**What is needed:** Check every line below for the string "Ordering", and copy the lines that contain it.

Data entries:
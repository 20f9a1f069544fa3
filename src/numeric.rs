use ndarray::Array1;
use num_traits::{cast::ToPrimitive, Float, NumCast};
use std::{
    cmp::Ordering,
    f64::consts::PI,
    fmt::{Debug, Display},
};

/// Assert two float values are the same up to `eps`.
#[allow(dead_code)]
pub fn assert_float_eq<T>(left: T, right: T, eps: T)
where
    T: Float + Display,
{
    if left.is_nan() {
        assert!(right.is_nan(), "left is NaN, but right is not");
    } else {
        let diff = (left - right).abs();
        assert!(
            diff < eps,
            "values |{} - {}| ≥ {} (diff: {})",
            left,
            right,
            eps,
            diff
        );
    }
}

/// Assert two float slices are the same up to `eps`.
#[allow(dead_code)]
pub fn assert_floats_eq<T>(left: &[T], right: &[T], eps: T)
where
    T: Float + Display,
{
    assert_eq!(left.len(), right.len());
    for (l, r) in left.iter().zip(right.iter()) {
        assert_float_eq(*l, *r, eps)
    }
}

/// `num` evenly spaced samples over the closed interval `[start, end]`.
/// The last sample is exactly `end`.
pub fn linspace(start: f64, end: f64, num: usize) -> Array1<f64> {
    let mut xs = Array1::linspace(start, end, num);
    let n = xs.len();
    if n > 1 {
        xs[n - 1] = end;
    }
    xs
}

/// Density of a normal distribution with mean `mu` and standard deviation `sigma` at `x`.
pub fn normal_pdf(x: f64, mu: f64, sigma: f64) -> f64 {
    let z = (x - mu) / sigma;
    (-0.5 * z * z).exp() / (sigma * (2.0 * PI).sqrt())
}

/// Format a genetic distance with at most six decimal places.
pub fn format_float(x: f64) -> String {
    let rounded = (x * 1e6).round() / 1e6;
    if rounded == 0.0 {
        // avoid "-0"
        return "0".to_string();
    }
    format!("{}", rounded)
}

#[derive(Debug, PartialEq)]
pub enum SearchResult {
    Exact(usize),
    LowerBound(usize),
    UpperBound(usize),
    LeftOf(usize),
}

impl SearchResult {
    /// Index of the last element `<= new_val`, if there is one.
    pub fn floor_index(&self) -> Option<usize> {
        match self {
            SearchResult::Exact(idx) => Some(*idx),
            SearchResult::LowerBound(_) => None,
            SearchResult::LeftOf(idx) | SearchResult::UpperBound(idx) => Some(idx - 1),
        }
    }
}

/// Binary search on a sorted slice. Incomparable values (NaN) sort as equal.
pub fn search_sorted<T: PartialOrd>(vec: &[T], new_val: T) -> SearchResult {
    let mut left = 0;
    let mut right = vec.len();
    while left < right {
        let mid = left + (right - left) / 2;

        match vec[mid].partial_cmp(&new_val).unwrap_or(Ordering::Equal) {
            Ordering::Less => left = mid + 1,
            Ordering::Greater => right = mid,
            Ordering::Equal => return SearchResult::Exact(mid),
        }
    }

    if left == 0 {
        SearchResult::LowerBound(left)
    } else if left < vec.len() {
        SearchResult::LeftOf(left)
    } else {
        SearchResult::UpperBound(left)
    }
}

/// Linear interpolation of `y` at `x0`, clamping outside the range of `x`.
pub fn interp1d<Tx, Ty>(x: &[Tx], y: &[Ty], x0: Tx) -> Option<Ty>
where
    Tx: PartialOrd + ToPrimitive + Copy + Debug,
    Ty: ToPrimitive + NumCast + Copy + Debug,
{
    if x.len() != y.len() || x.is_empty() {
        return None;
    }
    let index = search_sorted(x, x0);
    match index {
        SearchResult::Exact(idx) => Some(y[idx]),
        SearchResult::LeftOf(idx) => {
            let x1 = ToPrimitive::to_f64(&x[idx - 1])?;
            let x2 = ToPrimitive::to_f64(&x[idx])?;
            let y1 = ToPrimitive::to_f64(&y[idx - 1])?;
            let y2 = ToPrimitive::to_f64(&y[idx])?;
            let x0 = ToPrimitive::to_f64(&x0)?;

            // linear interpolation
            let y0 = y1 + (y2 - y1) * (x0 - x1) / (x2 - x1);

            NumCast::from(y0)
        }
        SearchResult::LowerBound(_) => Some(y[0]),
        SearchResult::UpperBound(idx) => Some(y[idx - 1]),
    }
}

#[cfg(test)]
mod tests {
    use super::*;

    #[test]
    fn test_search_sorted_empty() {
        let vec: Vec<i32> = vec![];
        assert_eq!(search_sorted(&vec, 5), SearchResult::LowerBound(0));
    }

    #[test]
    fn test_search_sorted_exact_match() {
        let vec = vec![1, 2, 3, 4, 5];
        assert_eq!(search_sorted(&vec, 3), SearchResult::Exact(2));
    }

    #[test]
    fn test_search_sorted_no_exact_match_left_of() {
        let vec = vec![1, 3, 5, 7, 9];
        assert_eq!(search_sorted(&vec, 4), SearchResult::LeftOf(2));
        assert_eq!(search_sorted(&vec, 4).floor_index(), Some(1));
    }

    #[test]
    fn test_search_sorted_no_exact_match_lower_bound() {
        let vec = vec![10, 20, 30, 40, 50];
        assert_eq!(search_sorted(&vec, 5), SearchResult::LowerBound(0));
        assert_eq!(search_sorted(&vec, 5).floor_index(), None);
    }

    #[test]
    fn test_search_sorted_no_exact_match_upper_bound() {
        let vec = vec![10, 20, 30, 40, 50];
        assert_eq!(search_sorted(&vec, 55), SearchResult::UpperBound(5));
        assert_eq!(search_sorted(&vec, 55).floor_index(), Some(4));
    }

    #[test]
    fn test_search_sorted_with_floats() {
        let vec = vec![1.0, 2.5, 4., 4.8, 5.9];
        assert_eq!(search_sorted(&vec, 3.5), SearchResult::LeftOf(2));
    }

    #[test]
    fn test_interp1d() {
        let x = vec![0.0, 10.0, 20.0];
        let y = vec![0.0, 1.0, 3.0];
        assert_float_eq(interp1d(&x, &y, 15.0).unwrap(), 2.0, 1e-12);
        assert_float_eq(interp1d(&x, &y, 25.0).unwrap(), 3.0, 1e-12);
        assert_float_eq(interp1d(&x, &y, -1.0).unwrap(), 0.0, 1e-12);
    }

    #[test]
    fn test_linspace_endpoints() {
        let xs = linspace(0.0, 2.0, 5);
        assert_floats_eq(xs.as_slice().unwrap(), &[0.0, 0.5, 1.0, 1.5, 2.0], 1e-12);
    }

    #[test]
    fn test_normal_pdf_peak() {
        assert_float_eq(normal_pdf(0.0, 0.0, 1.0), 0.398_942_280_4, 1e-9);
        assert!(normal_pdf(1.0, 0.0, 1.0) < normal_pdf(0.0, 0.0, 1.0));
    }

    #[test]
    fn test_format_float() {
        assert_eq!(format_float(0.1 + 0.2), "0.3");
        assert_eq!(format_float(12.0), "12");
        assert_eq!(format_float(-1e-9), "0");
    }
}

**Response area:**
    cmp::Ordering,
        match vec[mid].partial_cmp(&new_val).unwrap_or(Ordering::Equal) {
            Ordering::Less => left = mid + 1,
            Ordering::Greater => right = mid,
            Ordering::Equal => return SearchResult::Exact(mid),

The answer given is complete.